Since left foot is getting printed, I also made ready a second tension spring to be placed in the Achille's tendon area. Differently from the previous one, this has been salt annealed in order to boost its mechanical properties and therefore be able to have a higher fatigue life @ working max deflection.
Here you can find a short video with the main steps about the annealing process and below its detailed description.
What is salt annealing?
It's a thermal treatment of 3D prints that turns the inner structure of prints from amorphous to crystalline and therefore highly increases its mechanical properties (UTS almost doubles).
How to do it (in this case for PLA+)
- Print your part with 100% infill (the part shall not have inner voids)

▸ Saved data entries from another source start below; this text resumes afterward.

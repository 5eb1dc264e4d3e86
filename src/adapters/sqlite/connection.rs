//! SQLite connection pool management.

use sqlx::sqlite::{SqliteConnectOptions, SqliteJournalMode, SqlitePoolOptions, SqliteSynchronous};
use sqlx::SqlitePool;
use std::path::Path;
use std::str::FromStr;
use std::time::Duration;
use thiserror::Error;

use crate::domain::models::DatabaseConfig;

#[derive(Debug, Error)]
pub enum ConnectionError {
    #[error("Failed to create pool: {0}")]
    PoolCreationFailed(#[source] sqlx::Error),
    #[error("Invalid database URL: {0}")]
    InvalidDatabaseUrl(String),
    #[error("Failed to create directory: {0}")]
    DirectoryCreationFailed(#[source] std::io::Error),
    #[error("Connection failed: {0}")]
    ConnectionFailed(#[source] sqlx::Error),
}

#[derive(Debug, Clone)]
pub struct PoolConfig {
    pub max_connections: u32,
    pub min_connections: u32,
    pub acquire_timeout: Duration,
}

impl Default for PoolConfig {
    fn default() -> Self {
        Self {
            max_connections: 5,
            min_connections: 1,
            acquire_timeout: Duration::from_secs(3),
        }
    }
}

impl From<&DatabaseConfig> for PoolConfig {
    fn from(config: &DatabaseConfig) -> Self {
        Self {
            max_connections: config.max_connections.max(1),
            ..Self::default()
        }
    }
}

/// Open a WAL-mode pool, creating the file and its directory when missing.
pub async fn create_pool(database_url: &str, config: Option<PoolConfig>) -> Result<SqlitePool, ConnectionError> {
    let config = config.unwrap_or_default();
    ensure_database_directory(database_url)?;

    let connect_options = SqliteConnectOptions::from_str(database_url)
        .map_err(|_| ConnectionError::InvalidDatabaseUrl(database_url.to_string()))?
        .create_if_missing(true)
        .journal_mode(SqliteJournalMode::Wal)
        .synchronous(SqliteSynchronous::Normal)
        .busy_timeout(Duration::from_secs(30));

    SqlitePoolOptions::new()
        .max_connections(config.max_connections)
        .min_connections(config.min_connections.min(config.max_connections))
        .acquire_timeout(config.acquire_timeout)
        .connect_with(connect_options)
        .await
        .map_err(ConnectionError::PoolCreationFailed)
}

/// Private in-memory database on a single connection.
pub async fn create_test_pool() -> Result<SqlitePool, ConnectionError> {
    let connect_options = SqliteConnectOptions::from_str("sqlite::memory:")
        .map_err(|_| ConnectionError::InvalidDatabaseUrl("sqlite::memory:".to_string()))?
        .journal_mode(SqliteJournalMode::Wal)
        .synchronous(SqliteSynchronous::Normal);

    SqlitePoolOptions::new()
        .max_connections(1)
        .connect_with(connect_options)
        .await
        .map_err(ConnectionError::PoolCreationFailed)
}

fn ensure_database_directory(database_url: &str) -> Result<(), ConnectionError> {
    let path = database_url
        .strip_prefix("sqlite://")
        .or_else(|| database_url.strip_prefix("sqlite:"))
        .unwrap_or(database_url);

    if path == ":memory:" || path.is_empty() {
        return Ok(());
    }

    let path = Path::new(path);
    if let Some(parent) = path.parent() {
        if !parent.as_os_str().is_empty() && !parent.exists() {
            std::fs::create_dir_all(parent).map_err(ConnectionError::DirectoryCreationFailed)?;
        }
    }
    Ok(())
}

pub async fn verify_connection(pool: &SqlitePool) -> Result<(), ConnectionError> {
    sqlx::query("SELECT 1").fetch_one(pool).await.map_err(ConnectionError::ConnectionFailed)?;
    Ok(())
}

#[cfg(test)]
mod tests {
    use super::*;

    #[tokio::test]
    async fn test_pool_creates_missing_directory() {
        let dir = tempfile::tempdir().unwrap();
        let db_path = dir.path().join("nested").join("metis.db");
        let url = format!("sqlite:{}", db_path.display());

        let pool = create_pool(&url, None).await.unwrap();
        verify_connection(&pool).await.unwrap();
        assert!(db_path.exists());
    }

    #[test]
    fn test_pool_config_from_database_config() {
        let config = DatabaseConfig {
            path: "x.db".to_string(),
            max_connections: 0,
        };
        assert_eq!(PoolConfig::from(&config).max_connections, 1);
    }
}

- Remove supports and perfectly clean and sand the surface (don't leave strings or other imperfections)
- Completely cover the part in fine salt (sand or talc would work too, the finer the better) and make sure salt goes in all voids. Once covered, slightly press the salt and make it a compact block. This is an important step since the function of the salt is to keep the piece on place avoiding deformations when the piece softens.
- Preheat an electric over at about 100°C (above glass transition temperature but below melting point of your material)
- Leave the piece in over for 1 hour (control the salt temperature is stabilized)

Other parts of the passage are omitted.